**What is expected**.
Your answer should consist of the lines below that hold the word "CreateEmbed".

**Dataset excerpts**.
Segment Open
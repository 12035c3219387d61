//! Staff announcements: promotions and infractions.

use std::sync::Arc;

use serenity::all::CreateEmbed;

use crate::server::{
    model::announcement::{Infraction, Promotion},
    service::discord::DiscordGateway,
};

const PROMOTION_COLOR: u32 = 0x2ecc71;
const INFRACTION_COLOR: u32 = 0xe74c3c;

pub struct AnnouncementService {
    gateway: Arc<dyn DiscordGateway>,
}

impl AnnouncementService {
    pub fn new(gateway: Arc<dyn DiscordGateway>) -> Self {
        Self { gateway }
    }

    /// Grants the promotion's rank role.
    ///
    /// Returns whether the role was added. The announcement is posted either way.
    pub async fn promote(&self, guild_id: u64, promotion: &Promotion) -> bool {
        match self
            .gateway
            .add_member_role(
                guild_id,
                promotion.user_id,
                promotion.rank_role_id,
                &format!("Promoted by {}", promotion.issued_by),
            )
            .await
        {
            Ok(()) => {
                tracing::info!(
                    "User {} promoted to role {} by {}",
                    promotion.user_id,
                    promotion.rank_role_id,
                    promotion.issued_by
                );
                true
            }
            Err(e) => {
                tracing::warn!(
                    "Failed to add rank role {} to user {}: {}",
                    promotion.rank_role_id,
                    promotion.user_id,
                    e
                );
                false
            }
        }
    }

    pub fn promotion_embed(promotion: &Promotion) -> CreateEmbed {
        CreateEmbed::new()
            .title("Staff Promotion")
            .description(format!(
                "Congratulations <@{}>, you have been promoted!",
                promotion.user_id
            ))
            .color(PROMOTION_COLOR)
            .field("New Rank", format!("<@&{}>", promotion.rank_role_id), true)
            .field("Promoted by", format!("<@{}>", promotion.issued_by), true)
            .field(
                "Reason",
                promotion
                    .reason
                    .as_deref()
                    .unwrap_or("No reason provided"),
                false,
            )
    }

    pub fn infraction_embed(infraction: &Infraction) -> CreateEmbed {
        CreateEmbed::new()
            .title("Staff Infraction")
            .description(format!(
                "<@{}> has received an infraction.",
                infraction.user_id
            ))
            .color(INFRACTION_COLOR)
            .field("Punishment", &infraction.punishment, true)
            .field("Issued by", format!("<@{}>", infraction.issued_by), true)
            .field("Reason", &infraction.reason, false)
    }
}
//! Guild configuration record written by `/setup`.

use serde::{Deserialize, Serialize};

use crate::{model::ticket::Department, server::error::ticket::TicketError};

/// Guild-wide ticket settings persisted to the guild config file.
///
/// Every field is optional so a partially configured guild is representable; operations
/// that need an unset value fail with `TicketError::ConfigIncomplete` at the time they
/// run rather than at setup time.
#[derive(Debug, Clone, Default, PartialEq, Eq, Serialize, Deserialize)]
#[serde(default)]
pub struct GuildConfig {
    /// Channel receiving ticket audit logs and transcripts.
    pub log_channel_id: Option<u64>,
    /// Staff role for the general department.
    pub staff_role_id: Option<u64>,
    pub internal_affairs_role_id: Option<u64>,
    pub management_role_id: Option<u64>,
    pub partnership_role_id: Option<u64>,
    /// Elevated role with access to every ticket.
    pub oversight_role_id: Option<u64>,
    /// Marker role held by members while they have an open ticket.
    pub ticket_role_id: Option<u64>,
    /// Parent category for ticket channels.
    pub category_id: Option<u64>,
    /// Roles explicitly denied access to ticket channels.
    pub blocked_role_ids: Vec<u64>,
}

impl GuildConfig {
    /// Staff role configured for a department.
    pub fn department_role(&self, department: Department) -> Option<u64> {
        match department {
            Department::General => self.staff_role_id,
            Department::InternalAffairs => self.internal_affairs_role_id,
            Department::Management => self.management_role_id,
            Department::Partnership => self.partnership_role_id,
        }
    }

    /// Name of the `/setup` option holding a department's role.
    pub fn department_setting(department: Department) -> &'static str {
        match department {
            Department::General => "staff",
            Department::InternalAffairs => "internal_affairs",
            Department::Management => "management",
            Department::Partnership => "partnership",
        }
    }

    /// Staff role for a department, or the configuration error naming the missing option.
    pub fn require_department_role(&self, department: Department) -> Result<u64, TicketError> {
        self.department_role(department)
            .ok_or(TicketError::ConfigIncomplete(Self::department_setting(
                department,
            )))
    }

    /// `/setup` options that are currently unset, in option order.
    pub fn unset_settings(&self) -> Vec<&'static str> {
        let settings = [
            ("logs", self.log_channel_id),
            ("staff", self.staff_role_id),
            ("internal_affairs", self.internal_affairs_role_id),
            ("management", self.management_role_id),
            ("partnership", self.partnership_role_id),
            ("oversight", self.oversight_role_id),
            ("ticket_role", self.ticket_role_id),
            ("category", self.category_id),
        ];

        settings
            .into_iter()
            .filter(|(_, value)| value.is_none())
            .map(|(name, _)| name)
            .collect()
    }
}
Segment Closed
**Task output**.
use serenity::all::CreateEmbed;
    pub fn promotion_embed(promotion: &Promotion) -> CreateEmbed {
        CreateEmbed::new()
    pub fn infraction_embed(infraction: &Infraction) -> CreateEmbed {
        CreateEmbed::new()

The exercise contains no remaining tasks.